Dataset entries
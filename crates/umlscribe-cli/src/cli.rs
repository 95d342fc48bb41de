//! Command-line interface for the umlscribe utility
//!
//! Reads a record file written by the class extractor and prints the class
//! diagram in the chosen notation.

use anyhow::{anyhow, Result};
use clap::{Parser, ValueEnum};
use std::collections::HashSet;
use std::fs;
use std::io::{self, Write};
use std::path::{Path, PathBuf};
use tracing::{debug, info};

use umlscribe::core::logging::init_logging;
use umlscribe::plugins::NotationRegistry;
use umlscribe::{split_records, DiagramError, RenderOutput};

/// umlscribe - Turn class record streams into class diagrams
#[derive(Parser)]
#[command(name = "umlscribe")]
#[command(about = "Render class record files as PlantUML or yUML class diagrams")]
#[command(version = env!("CARGO_PKG_VERSION"))]
pub struct Cli {
    /// Record file written by the class extractor
    #[arg(value_name = "RECORD_FILE")]
    pub input: PathBuf,

    /// Output notation (plantuml|yuml)
    #[arg(short, long, default_value = "yuml")]
    pub notation: String,

    /// Simple name of an entity to leave out; repeat for several
    #[arg(long = "ignore", value_name = "NAME")]
    pub ignore: Vec<String>,

    /// Output file for the diagram (use - for stdout)
    #[arg(short, long)]
    pub output: Option<PathBuf>,

    /// Fail when any record line is malformed instead of skipping it
    #[arg(long)]
    pub strict: bool,

    /// Enable verbose output
    #[arg(short, long)]
    pub verbose: bool,

    /// Set log level (trace|debug|info|warn|error)
    #[arg(long, value_enum, default_value_t = LogLevel::Warn)]
    pub log_level: LogLevel,

    /// Set log format (compact|pretty|json)
    #[arg(long, value_enum, default_value_t = LogFormat::Compact)]
    pub log_format: LogFormat,
}

/// Log level options
#[derive(Copy, Clone, Debug, ValueEnum, PartialEq, Eq)]
pub enum LogLevel {
    Trace,
    Debug,
    Info,
    Warn,
    Error,
}

impl LogLevel {
    pub fn as_str(&self) -> &'static str {
        match self {
            LogLevel::Trace => "trace",
            LogLevel::Debug => "debug",
            LogLevel::Info => "info",
            LogLevel::Warn => "warn",
            LogLevel::Error => "error",
        }
    }
}

/// Log format options
#[derive(Copy, Clone, Debug, ValueEnum, PartialEq, Eq)]
pub enum LogFormat {
    Compact,
    Pretty,
    Json,
}

impl LogFormat {
    pub fn as_str(&self) -> &'static str {
        match self {
            LogFormat::Compact => "compact",
            LogFormat::Pretty => "pretty",
            LogFormat::Json => "json",
        }
    }
}

/// Main CLI application
pub struct UmlscribeApp {
    registry: NotationRegistry,
}

impl UmlscribeApp {
    /// Create a new application instance with the built-in notations
    pub fn new() -> Self {
        Self {
            registry: NotationRegistry::with_default_notations(),
        }
    }

    /// Run the application with the given CLI arguments
    pub fn run(&self, cli: Cli) -> Result<()> {
        // Environment variables take precedence over flags
        let log_level_str = std::env::var("UMLSCRIBE_LOG_LEVEL")
            .ok()
            .or_else(|| std::env::var("RUST_LOG").ok())
            .or_else(|| Some(cli.log_level.as_str().to_string()));

        let log_format_str = std::env::var("UMLSCRIBE_LOG_FORMAT")
            .ok()
            .or_else(|| Some(cli.log_format.as_str().to_string()));

        if let Err(e) = init_logging(log_level_str.as_deref(), log_format_str.as_deref()) {
            debug!("Logging already initialized: {}", e);
        }

        if cli.verbose {
            eprintln!("umlscribe v{}", env!("CARGO_PKG_VERSION"));
        }

        let output = self.render_file(&cli.input, &cli.notation, &cli.ignore, cli.verbose)?;

        if cli.strict && !output.is_clean() {
            return Err(anyhow!(
                "{} malformed record(s) in '{}'",
                output.malformed.len(),
                cli.input.display()
            ));
        }

        self.write_output(cli.output, &output.text())?;
        Ok(())
    }

    /// Read, filter and render one record file
    pub fn render_file(
        &self,
        path: &Path,
        notation: &str,
        ignore: &[String],
        verbose: bool,
    ) -> Result<RenderOutput> {
        if !path.exists() {
            return Err(anyhow!("Invalid record file path: {}", path.display()));
        }

        let content = self.read_input(path)?;
        if verbose {
            eprintln!("Read {} bytes of input", content.len());
        }

        let lines = split_records(&content);
        let ignored: HashSet<String> = ignore.iter().cloned().collect();
        let output = self
            .registry
            .render_with_ignored(notation, &lines, &ignored)?;

        if verbose {
            for record in &output.malformed {
                eprintln!("Skipped malformed record: {}", record);
            }
            eprintln!(
                "Rendered {} entities and {} relations as {}",
                output.entity_count, output.relation_count, notation
            );
        }
        info!(path = %path.display(), notation, "Rendered record file");

        Ok(output)
    }

    /// Read the record file
    pub fn read_input(&self, path: &Path) -> Result<String, DiagramError> {
        fs::read_to_string(path).map_err(|e| DiagramError::unreadable_source(path, e))
    }

    /// Write output to file or stdout
    pub fn write_output(&self, output: Option<PathBuf>, content: &str) -> Result<()> {
        let content = if content.is_empty() || content.ends_with('\n') {
            content.to_string()
        } else {
            format!("{}\n", content)
        };

        match output {
            Some(path) if path.to_string_lossy() != "-" => {
                fs::write(&path, &content).map_err(|e| {
                    anyhow!("Failed to write output file '{}': {}", path.display(), e)
                })?;
            }
            _ => {
                let mut stdout = io::stdout().lock();
                stdout.write_all(content.as_bytes())?;
                stdout.flush()?;
            }
        }
        Ok(())
    }

    /// Get a reference to the registry (for testing)
    #[cfg(test)]
    pub fn registry(&self) -> &NotationRegistry {
        &self.registry
    }
}

impl Default for UmlscribeApp {
    fn default() -> Self {
        Self::new()
    }
}
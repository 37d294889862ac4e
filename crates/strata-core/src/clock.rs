//! Injectable wall-clock time source.
//!
//! Every timed window in the engine (manager activation, cooldowns,
//! boost expiry, offline gaps) is computed against a [`Clock`] rather
//! than an ambient `now()`, so tests can drive time deterministically.
//! Timestamps are Unix-epoch milliseconds.

use std::time::{SystemTime, UNIX_EPOCH};

/// A source of wall-clock time in Unix-epoch milliseconds.
///
/// Implementations are not required to be monotonic; all window
/// comparisons in the engine tolerate a regressing clock by treating
/// windows as expired rather than panicking.
pub trait Clock {
    /// Current wall-clock time in milliseconds since the Unix epoch.
    fn now_ms(&self) -> u64;
}

/// The production clock, backed by [`SystemTime`].
#[derive(Debug, Clone, Copy, Default)]
pub struct SystemClock;

impl Clock for SystemClock {
    fn now_ms(&self) -> u64 {
        // A system clock set before the epoch reads as 0.
        SystemTime::now()
            .duration_since(UNIX_EPOCH)
            .map(|d| d.as_millis() as u64)
            .unwrap_or(0)
    }
}
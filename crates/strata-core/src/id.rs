use serde::{Deserialize, Serialize};

/// Identifies a mine shaft. Shaft ids form a contiguous ascending
/// sequence starting at 1; the next shaft to unlock is always
/// `current count + 1`.
#[derive(Debug, Clone, Copy, PartialEq, Eq, PartialOrd, Ord, Hash, Serialize, Deserialize)]
pub struct ShaftId(pub u32);

/// Identifies a planet in the catalog. Cheap to copy and compare.
#[derive(Debug, Clone, Copy, PartialEq, Eq, PartialOrd, Ord, Hash, Serialize, Deserialize)]
pub struct PlanetId(pub u32);

/// Identifies a miner skin in the catalog.
#[derive(Debug, Clone, Copy, PartialEq, Eq, PartialOrd, Ord, Hash, Serialize, Deserialize)]
pub struct SkinId(pub u32);

/// Identifies a manager template in the catalog.
#[derive(Debug, Clone, Copy, PartialEq, Eq, Hash, Serialize, Deserialize)]
pub struct ManagerTemplateId(pub u32);

/// A sector a manager can be bound to. Each shaft is its own sector;
/// the elevator and warehouse are singleton sectors.
#[derive(Debug, Clone, Copy, PartialEq, Eq, Hash, Serialize, Deserialize)]
pub enum SectorId {
    Shaft(ShaftId),
    Elevator,
    Warehouse,
}
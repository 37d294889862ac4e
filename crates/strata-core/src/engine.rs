//! The economy engine: owns the game state and orchestrates the tick
//! pipeline, mutators, and offline reconciliation.
//!
//! # Architecture
//!
//! The `Engine` owns:
//! - A [`GameState`] (balances, stages, managers, ownership sets)
//! - A frozen [`Catalog`] (planets, skins, manager templates)
//! - A [`Clock`] for every timed-window comparison
//!
//! An external driver calls [`tick`](Engine::tick) at a bounded cadence
//! with elapsed seconds. Mutators are invoked independently from UI
//! actions and only change ownership/modifier state; the next tick
//! picks the changes up. All operations run synchronously on one
//! logical thread; callers in multi-threaded targets must serialize
//! access.
//!
//! # Precondition gating
//!
//! Mutators never fail loudly. If a precondition does not hold
//! (insufficient funds, unknown target, window not elapsed) the mutator
//! returns `false` and changes nothing. The game loop retries naturally
//! by being called again next frame.

use crate::balance::{
    BASE_HIRE_COST, COST_GROWTH, HIRE_COST_GROWTH, INITIAL_SHAFT_COST, NEW_SHAFT_COST_GROWTH,
    OFFLINE_THRESHOLD_SECS, PRODUCTION_DAMPING, SHAFT_BOOST_COST, SHAFT_BOOST_DURATION_MS,
    SHAFT_BOOST_MULTIPLIER,
};
use crate::catalog::Catalog;
use crate::clock::Clock;
use crate::id::{ManagerTemplateId, PlanetId, SectorId, ShaftId, SkinId};
use crate::manager::{Manager, ManagerStatus};
use crate::pipeline;
use crate::stage::{Shaft, ShaftBoost, Stage};
use crate::state::{GameState, GlobalBoost};

// ---------------------------------------------------------------------------
// Engine
// ---------------------------------------------------------------------------

/// The economy engine. Generic over the clock so tests drive time
/// deterministically; production code uses
/// [`SystemClock`](crate::clock::SystemClock).
#[derive(Debug)]
pub struct Engine<C: Clock> {
    /// The full owned economy state.
    pub state: GameState,

    /// Frozen content tables.
    catalog: Catalog,

    /// Wall-clock source.
    clock: C,
}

TASK TO CARRY OUT: Looking at the data above, show all lines where the word "HashSet" occurs.

EXERCISE SOLUTION:
use std::collections::HashSet;
        let ignored: HashSet<String> = ignore.iter().cloned().collect();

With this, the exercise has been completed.